Nel voice over di al-Kateab si restituisce il senso di queste immagini, da consegnarsi come video-lettera di giustificazione e richiesta di perdono alla figlia per aver rifiutato la fuga in nome della libertà del paese, anche a costo di rischiare la vita. Il montaggio procede a tagliuzzare e scompaginare l’attitudine evenemenziale del documentario di guerra. Per il duo registico la soluzione sta in un criterio anti-lineare, poiché assecondando la cronologia del footage digitale si sarebbe dato visibilità del suo costante sgranarsi in pixel tra le sempre più numerose detonazioni, cioè dell’inghiottimento definitivo delle speranze nella morsa del buio. Allora, è nel ripescaggio costante di memorie e immagini che si scongiura la morte della luce. Forse sarebbe anche bastato dire di no all’iper-realtà della visione documentaria delle stragi e dei corpi mutilati, nel rispetto macabro della morte e della sofferenza da intendersi come non inquadrabili. Ma il Cinema può pure esorcizzare i demoni nell’accostamento e nella sovrimpressione di altre immagini, appunto. E, da qui, l’afflato auratico della speranza séguita nei tuffi dei bambini in una piscina scavata tra le macerie degli edifici, nelle tinte colorate che disegnano l’amore per la vita sullo scheletro carbonizzato dei bus scolastici, nel massaggio cardiaco ostinato che fa sputare il pianto atteso di un neonato dato per morto.

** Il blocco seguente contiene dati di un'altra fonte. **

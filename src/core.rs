use crate::error::{PhasorvizError, PhasorvizResult};

pub use kurbo::{Affine, BezPath, Point, Rect, Vec2};

/// Output raster size in pixels.
#[derive(Clone, Copy, Debug, PartialEq, Eq, serde::Serialize, serde::Deserialize)]
pub struct Canvas {
    pub width: u32,
    pub height: u32,
}

impl Canvas {
    pub fn new(width: u32, height: u32) -> PhasorvizResult<Self> {
        if width == 0 || height == 0 {
            return Err(PhasorvizError::validation(
                "canvas width/height must be > 0",
            ));
        }
        Ok(Self { width, height })
    }
}

/// Straight-alpha RGBA8 color.
#[derive(Clone, Copy, Debug, PartialEq, Eq, serde::Serialize, serde::Deserialize)]
pub struct Rgba8 {
    pub r: u8,
    pub g: u8,
    pub b: u8,
    pub a: u8,
}

impl Rgba8 {
    pub const BLACK: Self = Self::from_rgb(0, 0, 0);
    pub const WHITE: Self = Self::from_rgb(255, 255, 255);
    pub const RED: Self = Self::from_rgb(214, 39, 40);
    pub const GREEN: Self = Self::from_rgb(44, 160, 44);
    pub const BLUE: Self = Self::from_rgb(31, 119, 180);
    pub const CYAN: Self = Self::from_rgb(23, 190, 207);

    pub const fn from_rgb(r: u8, g: u8, b: u8) -> Self {
        Self { r, g, b, a: 255 }
    }
}

/// World → pixel mapping with uniform scale (equal aspect) and a flipped
/// y axis, centered inside a pixel margin.
#[derive(Clone, Copy, Debug)]
pub struct Viewport {
    scale: f64,
    affine: Affine,
}

impl Viewport {
    /// Fit `world` into `canvas`, leaving `margin_px` on every side.
    pub fn fit(world: Rect, canvas: Canvas, margin_px: f64) -> PhasorvizResult<Self> {
        if canvas.width == 0 || canvas.height == 0 {
            return Err(PhasorvizError::validation(
                "viewport canvas must be non-zero",
            ));
        }
        let (ww, wh) = (world.width(), world.height());
        if !(ww.is_finite() && wh.is_finite()) || ww <= 0.0 || wh <= 0.0 {
            return Err(PhasorvizError::validation(
                "viewport world rect must be finite with positive extent",
            ));
        }
        if !margin_px.is_finite() || margin_px < 0.0 {
            return Err(PhasorvizError::validation(
                "viewport margin must be finite and >= 0",
            ));
        }

        let avail_w = f64::from(canvas.width) - 2.0 * margin_px;
        let avail_h = f64::from(canvas.height) - 2.0 * margin_px;
        if avail_w <= 0.0 || avail_h <= 0.0 {
            return Err(PhasorvizError::validation(
                "viewport margin leaves no drawable area",
            ));
        }

        let scale = (avail_w / ww).min(avail_h / wh);
        let origin_x = margin_px + (avail_w - ww * scale) / 2.0;
        let origin_y = margin_px + (avail_h - wh * scale) / 2.0;

        // px = origin_x + (x - world.x0) * s
        // py = origin_y + (world.y1 - y) * s   (world y grows upward)
        let affine = Affine::new([
            scale,
            0.0,
            0.0,
            -scale,
            origin_x - world.x0 * scale,
            origin_y + world.y1 * scale,
        ]);

        Ok(Self { scale, affine })
    }

    pub fn scale(&self) -> f64 {
        self.scale
    }

    pub fn affine(&self) -> Affine {
        self.affine
    }

    pub fn to_pixels(&self, p: Point) -> Point {
        self.affine * p
    }
}

#[cfg(test)]
mod tests {
    use super::*;

    #[test]
    fn canvas_rejects_zero_dimension() {
        assert!(Canvas::new(0, 10).is_err());
        assert!(Canvas::new(10, 0).is_err());
        assert!(Canvas::new(10, 10).is_ok());
    }

    #[test]
    fn viewport_maps_corners_inside_canvas() {
        let world = Rect::new(-2.0, -1.0, 8.0, 3.0);
        let canvas = Canvas::new(640, 480).unwrap();
        let vp = Viewport::fit(world, canvas, 20.0).unwrap();

        for p in [
            Point::new(world.x0, world.y0),
            Point::new(world.x1, world.y1),
            Point::new(world.x0, world.y1),
            Point::new(world.x1, world.y0),
        ] {
            let px = vp.to_pixels(p);
            assert!(px.x >= 19.9 && px.x <= 620.1, "x out of range: {px:?}");
            assert!(px.y >= 19.9 && px.y <= 460.1, "y out of range: {px:?}");
        }
    }

    #[test]
    fn viewport_flips_y() {
        let world = Rect::new(0.0, -1.0, 1.0, 1.0);
        let canvas = Canvas::new(100, 100).unwrap();
        let vp = Viewport::fit(world, canvas, 0.0).unwrap();

        let top = vp.to_pixels(Point::new(0.5, 1.0));
        let bottom = vp.to_pixels(Point::new(0.5, -1.0));
        assert!(top.y < bottom.y);
    }

    #[test]
    fn viewport_preserves_aspect() {
        // A wide world on a square canvas must use the x-limited scale.
        let world = Rect::new(0.0, 0.0, 10.0, 1.0);
        let canvas = Canvas::new(100, 100).unwrap();
        let vp = Viewport::fit(world, canvas, 0.0).unwrap();
        assert!((vp.scale() - 10.0).abs() < 1e-9);
    }

    #[test]
    fn viewport_rejects_degenerate_world() {
        let canvas = Canvas::new(100, 100).unwrap();
        assert!(Viewport::fit(Rect::new(0.0, 0.0, 0.0, 1.0), canvas, 0.0).is_err());
        assert!(Viewport::fit(Rect::new(0.0, 0.0, 1.0, f64::NAN), canvas, 0.0).is_err());
        assert!(Viewport::fit(Rect::new(0.0, 0.0, 1.0, 1.0), canvas, 60.0).is_err());
    }
}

In questo mondo, Sama ha fagocitato le roboanti esplosioni nel suo panorama sonoro e non ha motivo per piangerne, come invece fanno tutti i bambini. Al-Kateab rende tristemente conto di questo, ma continua a filmare, pure nella consapevolezza di assecondare una fine tragica (che neppure arriva), manipola la materia in nome d’una resa drammatica che faccia irrompere un più forte spirito empatico oltre lo sconcerto delle immagini. La vicinanza all’urgenza della sua testimonianza si fa impareggiata. Del resto, è lì per questo il suo primo piano con gli occhi chiari e ridenti, il suo volto trasportato dalla felicità della nevicata, col manto bianco che copre i mucchi di detriti nel cortile, mentre pronuncia il suo amore delicato per la famiglia.